The colonies were not affected by acts of Parliament passed after the date of their settlement, unless they were expressly named therein.
§ 10. The names of the thirteen original colonies were Virginia, Massachusetts, New Hampshire, Connecticut, Rhode Island, New York, New Jersey, Pennsylvania, Delaware, Maryland, North Carolina, South Carolina, and
Georgia. These colonies have, with reference to their form of government, been divided into three classes, as follows:
(1.) Provincial or Royal Governments. (2.) Proprietary Governments.
(3.) Charter Governments.
§ 11. Under the Provincial governments, a governor was appointed by the king, as his deputy, to rule according to his instructions. The king also appointed a council to assist the governor and aid in making laws. The governor established courts and raised military forces. He had power to call together legislative assemblies of freeholders and others, in which the council formed an upper house, he himself exercising a negative upon their proceedings, as well as the right to adjourn them for a time, or to dissolve them. These assemblies made local laws, which had to be submitted to the king for his approval or disapproval.

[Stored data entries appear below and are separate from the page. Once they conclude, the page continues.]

/// Trims the latest view to exclude `range` and logs a clear so the engine
/// forgets the range once this version becomes durable.
pub(crate) fn remove_data_range(data: &mut MvccData, range: &KeyRange, counters: &crate::server::Counters) {
    let v = data.vmap.latest_version();
    let clear = Mutation::clear_range(&range.begin, &range.end);
    counters
        .bytes_input
        .fetch_add(clear.mvcc_bytes() as u64, Ordering::Relaxed);
    data.mlog.push(v, clear);

    // a clear straddling the right boundary is re-anchored at range.end and
    // needs its own log entry to be forgotten later
    let end_clear = data
        .vmap
        .latest()
        .last_less(&range.end)
        .and_then(|(_, e)| match &e.val {
            ValueOrClear::ClearTo(ce) if ce.as_slice() > range.end.as_slice() => Some(ce.clone()),
            _ => None,
        });
    if let Some(ce) = end_clear {
        data.mlog.push(v, Mutation::clear_range(&range.end, &ce));
        data.vmap
            .insert(range.end.clone(), ValueOrClear::ClearTo(ce));
    }
    // a clear straddling the left boundary keeps its begin and insert
    // version; the original log entry still forgets it
    let begin_clear = data
        .vmap
        .latest()
        .last_less(&range.begin)
        .and_then(|(k, e)| match &e.val {
            ValueOrClear::ClearTo(ce) if ce.as_slice() > range.begin.as_slice() => {
                Some((k.clone(), e.insert_version))
            }
            _ => None,
        });
    if let Some((k, iv)) = begin_clear {
        data.vmap
            .insert_at(k, ValueOrClear::ClearTo(range.begin.clone()), iv);
    }
    data.vmap.erase_range(&range.begin, &range.end);
}

/// The assignment change handler: reshapes the shard map, persists the
/// assignment and availability boundaries through the mutation log, starts
/// or cancels fetches, and garbage-collects change feeds that lost their
/// last assigned coverage.
pub(crate) async fn change_server_keys(
    server: &Arc<StorageServer>,
    data: &mut MvccData,
    range: &KeyRange,
    now_assigned: bool,
    version: Version,
) -> Result<(), Error> {
    log::info!(
        "shard assignment change: {} now_assigned={} at {}",
        range,
        now_assigned,
        version
    );
    if now_assigned {
        let adding = AddingShard::new(range.clone());
        adding.fetch_version.store(version, Ordering::Release);
        let cancelled = {
            let mut shards = server.shards.write().unwrap();
            shards.replace_range(range, ShardState::Adding(adding.clone()))
        };
        for old in cancelled {
            old.cancel();
        }
        set_assigned_status(server, data, range, true);
        set_available_status(server, data, range, false);
        let physical_id = uuid::Uuid::new_v4().simple().to_string();
        server.shard_manager.add_range(range.clone(), &physical_id).await?;
        server
            .pending_mapping
            .lock()
            .unwrap()
            .push((range.clone(), true, version));
        crate::fetch::launch_fetch_for(server, adding);
    } else {
        let cancelled = {
            let mut shards = server.shards.write().unwrap();
            let cancelled = shards.replace_range(range, ShardState::NotAssigned);
            shards.coalesce(range);
            cancelled
        };
        for old in cancelled {
            old.cancel();
        }
        set_assigned_status(server, data, range, false);
        set_available_status(server, data, range, false);
        remove_data_range(data, range, &server.counters);
        server.byte_sample.apply_clear(&range.begin, &range.end);
        server
            .newest_unavailable
            .lock()
            .unwrap()
            .push((range.clone(), version));
        server
            .pending_mapping
            .lock()
            .unwrap()
            .push((range.clone(), false, version));

        // feeds with no assigned coverage left are torn down locally
        for feed in server.feeds.feeds_intersecting(range) {
            let feed_range = feed.read().await.range.clone();
            let still_covered = {
                let shards = server.shards.read().unwrap();
                shards
                    .intersecting(&feed_range)
                    .iter()
                    .any(|s| !s.state.not_assigned())
            };
            if !still_covered {
                let id = feed.read().await.id.clone();
                log::debug!(
                    "dropping change feed {} with no assigned coverage",
                    crate::util::printable(&id)
                );
                {
                    let mut f = feed.write().await;
                    f.removing = true;
                    f.wake_consumers();
                }
                server.feeds.detach(&id);
                let v = data.vmap.latest_version();
                let reg_key = feed_registration_key(&id);
                data.mlog.push(v, Mutation::clear_range(&reg_key, key_after(&reg_key)));
                data.mlog.push(
                    v,
                    Mutation::clear_range(feed_durable_key(&id, 0), feed_durable_key(&id, version)),
                );
            }
        }
    }
    Ok(())
}
//! # Durability Loop
//!
//! Promotes versioned-map and mutation-log state into the engine. Each
//! cycle drains log entries up to a byte budget into one write batch
//! (together with feed mirrors, byte-sample changes, shard-mapping records
//! and the `Version` marker), commits it with sync exactly once, and only
//! then forgets the flushed entries from memory so readers never observe a
//! durable version ahead of the engine.

use crate::consts::{METADATA_SHARD_ID, PERSIST_BYTE_SAMPLE_PREFIX, PERSIST_BYTE_SAMPLE_SAMPLE_PREFIX,
    PERSIST_VERSION_KEY};
use crate::engine::{WriteBatch, WriteOptions};
use crate::err::Error;
use crate::err::Error::*;
use crate::feed::{encode_feed_entry, feed_durable_key};
use crate::logsys::LogCursor;
use crate::mlog::Mutation;
use crate::sample::PendingSample;
use crate::server::StorageServer;
use crate::types::{Key, Version, INVALID_VERSION};
use crate::vmap::ValueOrClear;
use std::collections::hash_map::DefaultHasher;
use std::hash::{Hash, Hasher};
use std::sync::atomic::Ordering;
use std::sync::Arc;

pub async fn run_durability_loop(server: &Arc<StorageServer>, cursor: Arc<dyn LogCursor>) -> Result<(), Error> {
    let mut shutdown = server.shutdown_signal();
    loop {
        tokio::select! {
            _ = tokio::time::sleep(server.cfg.durability_interval) => {}
            _ = server.durability_wake.notified() => {}
            _ = shutdown.changed() => {}
        }
        if *shutdown.borrow() {
            return Ok(());
        }
        run_cycle(server, &cursor).await?;
    }
}

/// One durability cycle. Partial progress is normal: when the byte budget
/// runs out the cycle commits what it has and leaves the rest for the next
/// one, which the overage allowance guarantees can always happen.
pub async fn run_cycle(server: &Arc<StorageServer>, cursor: &Arc<dyn LogCursor>) -> Result<(), Error> {
    let durable = server.durable_version.get();
    let desired = server.desired_oldest_version.get().min(server.version.get());

    let mut batch = WriteBatch::new();
    let mut new_durable = durable;
    let mut drained_mvcc_bytes: u64 = 0;

    // walk pending versions under the read half of the lock; the update
    // pipeline only appends versions above `desired`, never these
    {
        let data = server.data.read().await;
        let mut payload = 0usize;
        let mut budget_hit = false;
        for update in data.mlog.range(durable, desired) {
            for m in &update.mutations {
                server.shard_manager.add_mutation_to_batch(&mut batch, m).await?;
                payload += m.param_bytes();
                drained_mvcc_bytes += m.mvcc_bytes() as u64;
            }
            new_durable = update.version;
            if payload >= server.cfg.durability_budget_bytes {
                budget_hit = true;
                log::debug!(
                    "durability budget reached at version {} (of desired {})",
                    new_durable,
                    desired
                );
                break;
            }
        }
        // with the log fully drained the whole desired window is durable,
        // mutations or not
        if !budget_hit && desired > new_durable {
            new_durable = desired;
        }
    }

    // mirror change feeds written since the last cycle, up to new_durable
    let mut mirrored: Vec<(crate::feed::FeedHandle, Version)> = Vec::new();
    for id in server.feeds.drain_current() {
        let Some(feed) = server.feeds.get(&id) else { continue };
        let mut f = feed.write().await;
        let from = if f.storage_version == INVALID_VERSION {
            0
        } else {
            f.storage_version
        };
        let mut written_to = INVALID_VERSION;
        let mut has_tail = false;
        for entry in f.mutations.iter() {
            if entry.version <= from {
                continue;
            }
            if entry.version > new_durable {
                has_tail = true;
                break;
            }
            if !entry.mutations.is_empty() {
                batch.put(
                    METADATA_SHARD_ID,
                    feed_durable_key(&f.id, entry.version),
                    encode_feed_entry(entry),
                );
                written_to = entry.version;
            }
        }
        if written_to != INVALID_VERSION {
            f.storage_version = written_to;
            mirrored.push((feed.clone(), written_to));
        }
        if has_tail {
            server.feeds.mark_current(&f.id);
        }
    }

    // byte-sample changes ride in the same commit
    for pending in server.byte_sample.drain_pending() {
        match pending {
            PendingSample::Set(key, bytes) => {
                batch.put(METADATA_SHARD_ID, sample_key(&key), bytes.to_be_bytes());
                if in_sample_of_sample(&key) {
                    batch.put(METADATA_SHARD_ID, sample_of_sample_key(&key), bytes.to_be_bytes());
                }
            }
            PendingSample::Clear(begin, end) => {
                batch.delete_range(METADATA_SHARD_ID, sample_key(&begin), sample_key(&end));
                batch.delete_range(
                    METADATA_SHARD_ID,
                    sample_of_sample_key(&begin),
                    sample_of_sample_key(&end),
                );
            }
        }
    }

    // shard-mapping changes whose triggering version is in this commit
    let due_mapping: Vec<(crate::types::KeyRange, bool, Version)> = {
        let mut pending = server.pending_mapping.lock().unwrap();
        let (due, later): (Vec<_>, Vec<_>) = pending.drain(..).partition(|(_, _, v)| *v <= new_durable);
        *pending = later;
        due
    };
    let mut cleanup_candidates: Vec<String> = Vec::new();
    for (range, is_add, _) in &due_mapping {
        if !*is_add {
            cleanup_candidates.extend(server.shard_manager.remove_range(range).await);
        }
        server.shard_manager.persist_range_mapping(&mut batch, range, *is_add).await;
    }

    let reboot_at = server.reboot_after_durable.load(Ordering::Acquire);
    if batch.is_empty() && new_durable == durable && !(reboot_at != 0 && reboot_at <= durable) {
        return Ok(());
    }

    batch.put(METADATA_SHARD_ID, PERSIST_VERSION_KEY, new_durable.to_be_bytes());

    // the engine exposes this batch the moment it lands in its memtable, so
    // the storage version must move first; reads below it re-check after
    // their engine read and fail TransactionTooOld instead of seeing the
    // future
    server.oldest_version.set(new_durable);
    server
        .shard_manager
        .engine()
        .write(batch, WriteOptions { sync: true })
        .await?;

    // the engine now holds everything <= new_durable; forgetting memory is
    // safe and the new durable version may become visible
    change_durable_version(server, durable, new_durable).await;
    server
        .counters
        .bytes_durable
        .fetch_add(drained_mvcc_bytes, Ordering::Relaxed);

    for (feed, written_to) in mirrored {
        let mut f = feed.write().await;
        if written_to > f.durable_version {
            f.durable_version = written_to;
        }
        // memory below the new oldest version is reachable durably
        while f
            .mutations
            .front()
            .map_or(false, |m| m.version <= new_durable && m.version <= f.durable_version)
        {
            f.mutations.pop_front();
        }
    }

    server.shard_manager.cleanup_shards(&cleanup_candidates).await?;
    cursor.pop(new_durable).await;

    if reboot_at != 0 && new_durable >= reboot_at {
        log::info!("reboot marker durable at {}, restarting", new_durable);
        return Err(PleaseReboot);
    }
    Ok(())
}

/// Promotes the durable version: entries the engine now shadows are erased
/// from the latest view, flushed log entries are dropped, and views older
/// than the new oldest version are forgotten.
async fn change_durable_version(server: &Arc<StorageServer>, prev_durable: Version, new_durable: Version) {
    if new_durable == prev_durable {
        return;
    }
    let mut data = server.data.write().await;
    let drained: Vec<(Version, Vec<Mutation>)> = data
        .mlog
        .range(prev_durable, new_durable)
        .map(|u| (u.version, u.mutations.clone()))
        .collect();
    for (version, mutations) in drained {
        for m in mutations {
            match m {
                Mutation::SetValue { key, .. } => {
                    let stale = data
                        .vmap
                        .latest()
                        .get(&key)
                        .map_or(false, |e| e.insert_version == version);
                    if stale {
                        data.vmap.erase_key(&key);
                    }
                    // a set can split a clear, leaving a right-half clear
                    // immediately after it with the same insert version
                    let split = data
                        .vmap
                        .latest()
                        .first_greater(&key)
                        .filter(|(_, e)| e.val.is_clear_to() && e.insert_version == version)
                        .map(|(k, _)| k.clone());
                    if let Some(split_key) = split {
                        data.vmap.erase_key(&split_key);
                    }
                }
                Mutation::ClearRange { begin, .. } => {
                    let stale = data.vmap.latest().get(&begin).map_or(false, |e| {
                        e.val.is_clear_to() && e.insert_version == version
                    });
                    if stale {
                        data.vmap.erase_key(&begin);
                    }
                }
                Mutation::Atomic { .. } => {}
            }
        }
    }
    data.mlog.forget_through(new_durable);
    data.vmap.forget_versions_before(new_durable);
    drop(data);

    server.durable_version.set(new_durable);
    log::debug!("durable version advanced to {}", new_durable);
}

fn sample_key(key: &[u8]) -> Key {
    let mut k = PERSIST_BYTE_SAMPLE_PREFIX.to_vec();
    k.extend_from_slice(key);
    k
}

fn sample_of_sample_key(key: &[u8]) -> Key {
    let mut k = PERSIST_BYTE_SAMPLE_SAMPLE_PREFIX.to_vec();
    k.extend_from_slice(key);
    k
}

/// Deterministic second-level sampling so restart can chunk the rebuild
fn in_sample_of_sample(key: &[u8]) -> bool {
    let mut hasher = DefaultHasher::new();
    key.hash(&mut hasher);
    hasher.finish() & 0xf == 0
}
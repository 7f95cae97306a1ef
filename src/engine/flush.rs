//! Drains a column family's frozen memtables into sorted-run files, oldest
//! first, retiring each memtable's write-ahead log once its run is synced.

use crate::engine::lsm::{ColumnFamily, LsmOptions};
use crate::engine::memtable::{MemTableHandle, MemValue};
use crate::engine::table::{TableBuilder, TableReader, KIND_DELETE, KIND_PUT};
use crate::err::Error;
use crate::err::Error::*;
use std::sync::atomic::Ordering;
use std::sync::Arc;
use tokio::fs;

pub async fn flush_column_family(cf: &Arc<ColumnFamily>, opts: &LsmOptions) -> Result<(), Error> {
    let _guard = cf.maintenance.lock().await;
    loop {
        if cf.dropped.load(Ordering::Acquire) {
            return Ok(());
        }
        let (mem, run_id) = {
            let mut state = cf.state.write().await;
            let Some(mem) = state.frozen.first().map(|(_, mem)| mem.clone()) else {
                return Ok(());
            };
            let run_id = state.next_run_id;
            state.next_run_id += 1;
            (mem, run_id)
        };
        flush_one(cf, opts, mem, run_id).await?;
    }
}

async fn flush_one(cf: &Arc<ColumnFamily>, opts: &LsmOptions, mem: MemTableHandle, run_id: u64) -> Result<(), Error> {
    let mem_id = mem.id;
    let reader = if mem.is_empty() {
        None
    } else {
        let mut builder = TableBuilder::new(opts.false_positive_rate, mem.entries.len().max(1));
        for entry in mem.entries.iter() {
            let rec = entry.value();
            match &rec.value {
                MemValue::Put(v) => builder.add(entry.key(), rec.seq, KIND_PUT, v),
                MemValue::Delete => builder.add(entry.key(), rec.seq, KIND_DELETE, b""),
            }
        }
        for tomb in mem.tombstones() {
            builder.add_tombstone(tomb);
        }
        let path = ColumnFamily::run_path(&cf.dir, run_id);
        builder.finish(&path).await?;
        Some(Arc::new(TableReader::open(&path, run_id, opts.cache_blocks).await?))
    };

    {
        let mut state = cf.state.write().await;
        state.frozen.shift_remove(&mem_id);
        if let Some(reader) = reader {
            log::debug!(
                "flushed memtable {} of cf {} into run {} ({} entries)",
                mem_id,
                cf.name,
                run_id,
                reader.entry_count
            );
            state.tables.push(reader);
            state.tables.sort_by(|a, b| b.max_seq.cmp(&a.max_seq));
        }
    }

    let wal_path = ColumnFamily::wal_path(&cf.dir, mem_id);
    fs::remove_file(&wal_path).await.map_err(|error| FileRemoveError {
        path: wal_path.clone(),
        error,
    })?;
    Ok(())
}
//! Background merge of a column family's sorted runs.
//!
//! The pass merges every run into one: the newest record per key survives,
//! point deletes and range tombstones are applied and then dropped, since
//! nothing older than the merged output remains on disk. Memtables always
//! carry higher sequences than any run, so they are unaffected.

use crate::engine::lsm::{ColumnFamily, LsmOptions};
use crate::engine::memtable::RangeTombstone;
use crate::engine::table::{TableBuilder, TableReader, KIND_DELETE};
use crate::err::Error;
use crate::err::Error::*;
use std::collections::HashSet;
use std::ops::Bound;
use std::sync::atomic::Ordering;
use std::sync::Arc;
use tokio::fs;

pub async fn compact_column_family(cf: &Arc<ColumnFamily>, opts: &LsmOptions) -> Result<(), Error> {
    let _guard = cf.maintenance.lock().await;
    if cf.dropped.load(Ordering::Acquire) {
        return Ok(());
    }
    let inputs: Vec<Arc<TableReader>> = {
        let mut state = cf.state.write().await;
        state.compact_hints.clear();
        state.tables.clone()
    };
    if inputs.len() < 2 {
        return Ok(());
    }

    let mut tombstones: Vec<RangeTombstone> = Vec::new();
    let mut expected = 0usize;
    for t in &inputs {
        tombstones.extend_from_slice(t.tombstones());
        expected += t.entry_count as usize;
    }

    let run_id = {
        let mut state = cf.state.write().await;
        let id = state.next_run_id;
        state.next_run_id += 1;
        id
    };

    let mut builder = TableBuilder::new(opts.false_positive_rate, expected.max(1));
    let mut anchor: Option<Vec<u8>> = None;
    let mut kept = 0u64;
    loop {
        let bound = match anchor.as_deref() {
            Some(a) => Bound::Excluded(a),
            None => Bound::Unbounded,
        };
        let mut min_key: Option<Vec<u8>> = None;
        for t in &inputs {
            if let Some(e) = t.first_above(bound).await? {
                if min_key.as_ref().map_or(true, |m| &e.key < m) {
                    min_key = Some(e.key);
                }
            }
        }
        let Some(key) = min_key else { break };
        let mut winner: Option<crate::engine::table::TableEntry> = None;
        for t in &inputs {
            if let Some(e) = t.get(&key).await? {
                if winner.as_ref().map_or(true, |w| e.seq > w.seq) {
                    winner = Some(e);
                }
            }
        }
        if let Some(w) = winner {
            let masked = tombstones.iter().any(|t| t.covers(&w.key, w.seq));
            if w.kind != KIND_DELETE && !masked {
                builder.add(&w.key, w.seq, w.kind, &w.value);
                kept += 1;
            }
        }
        anchor = Some(key);
    }

    let output = if builder.is_empty() {
        None
    } else {
        let path = ColumnFamily::run_path(&cf.dir, run_id);
        builder.finish(&path).await?;
        Some(Arc::new(TableReader::open(&path, run_id, opts.cache_blocks).await?))
    };

    let input_ids: HashSet<u64> = inputs.iter().map(|t| t.run_id).collect();
    {
        let mut state = cf.state.write().await;
        state.tables.retain(|t| !input_ids.contains(&t.run_id));
        if let Some(out) = output {
            state.tables.push(out);
        }
        state.tables.sort_by(|a, b| b.max_seq.cmp(&a.max_seq));
    }
    for t in &inputs {
        fs::remove_file(&t.path).await.map_err(|error| FileRemoveError {
            path: t.path.clone(),
            error,
        })?;
    }
    log::info!(
        "compacted {} runs of cf {} into run {} ({} live entries)",
        inputs.len(),
        cf.name,
        run_id,
        kept
    );
    Ok(())
}

#[cfg(test)]
mod tests {
    use super::*;
    use crate::engine::lsm::{LsmEngine, LsmOptions};
    use crate::engine::{KvEngine, WriteBatch, WriteOptions};
    use tempfile::tempdir;

    #[tokio::test]
    async fn test_compaction_keeps_newest_and_drops_deleted() {
        let root = tempdir().unwrap();
        let opts = LsmOptions {
            memtable_bytes: 256,
            ..Default::default()
        };
        let engine = LsmEngine::open(root.path().join("db"), opts.clone()).await.unwrap();
        engine.create_column_family("cf").await.unwrap();

        for round in 0..4u32 {
            for i in 0..8u32 {
                let mut batch = WriteBatch::new();
                batch.put("cf", format!("k{:02}", i).as_bytes(), format!("r{}", round).as_bytes());
                engine.write(batch, WriteOptions::default()).await.unwrap();
            }
        }
        let mut batch = WriteBatch::new();
        batch.delete("cf", b"k00");
        batch.delete_range("cf", b"k06", b"k08");
        engine.write(batch, WriteOptions { sync: true }).await.unwrap();

        // wait for flushes, then force a merge
        tokio::time::sleep(std::time::Duration::from_millis(200)).await;
        let cf = engine.cf_for_test("cf").await;
        compact_column_family(&cf, &opts).await.unwrap();

        assert_eq!(engine.get("cf", b"k00").await.unwrap(), None);
        assert_eq!(engine.get("cf", b"k06").await.unwrap(), None);
        assert_eq!(engine.get("cf", b"k03").await.unwrap(), Some(b"r3".to_vec()));
    }
}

New Hampshire, New York, New Jersey, Virginia, North and South Carolina, and Georgia, were provincial colonies.
§ 12. In the Proprietary governments, the king granted his rights and privileges to certain individuals, who became proprietaries of the colony, and held it as if it were a feudal principality. These proprietaries appointed the governor, directed the calling together of the legislative assemblies, and exercised all those acts of authority which in the provincial governments were exercised by the king.
At the time of the Revolution there were but three colonies of this description: Maryland, of which Lord Baltimore was proprietary, and Pennsylvania and Delaware, of which William Penn was proprietary. The Carolinas and New Jersey, which had been proprietary
governments, became Royal governments before the Revolution.
§ 13. In the Charter governments, the powers and rights were vested by a charter from the king in the colonists generally, and were placed upon a more free and democratic foundation. In Connecticut and Rhode Island, the governor, council, and the assembly, were chosen every year by the freemen of the colony. But by the charter granted by William and Mary, in 1691, to the colony of Massachusetts, the governor was appointed by the king, the council chosen annually by the general assembly, and the house of representatives chosen by the people, though in other respects the charter was quite liberal in its provisions.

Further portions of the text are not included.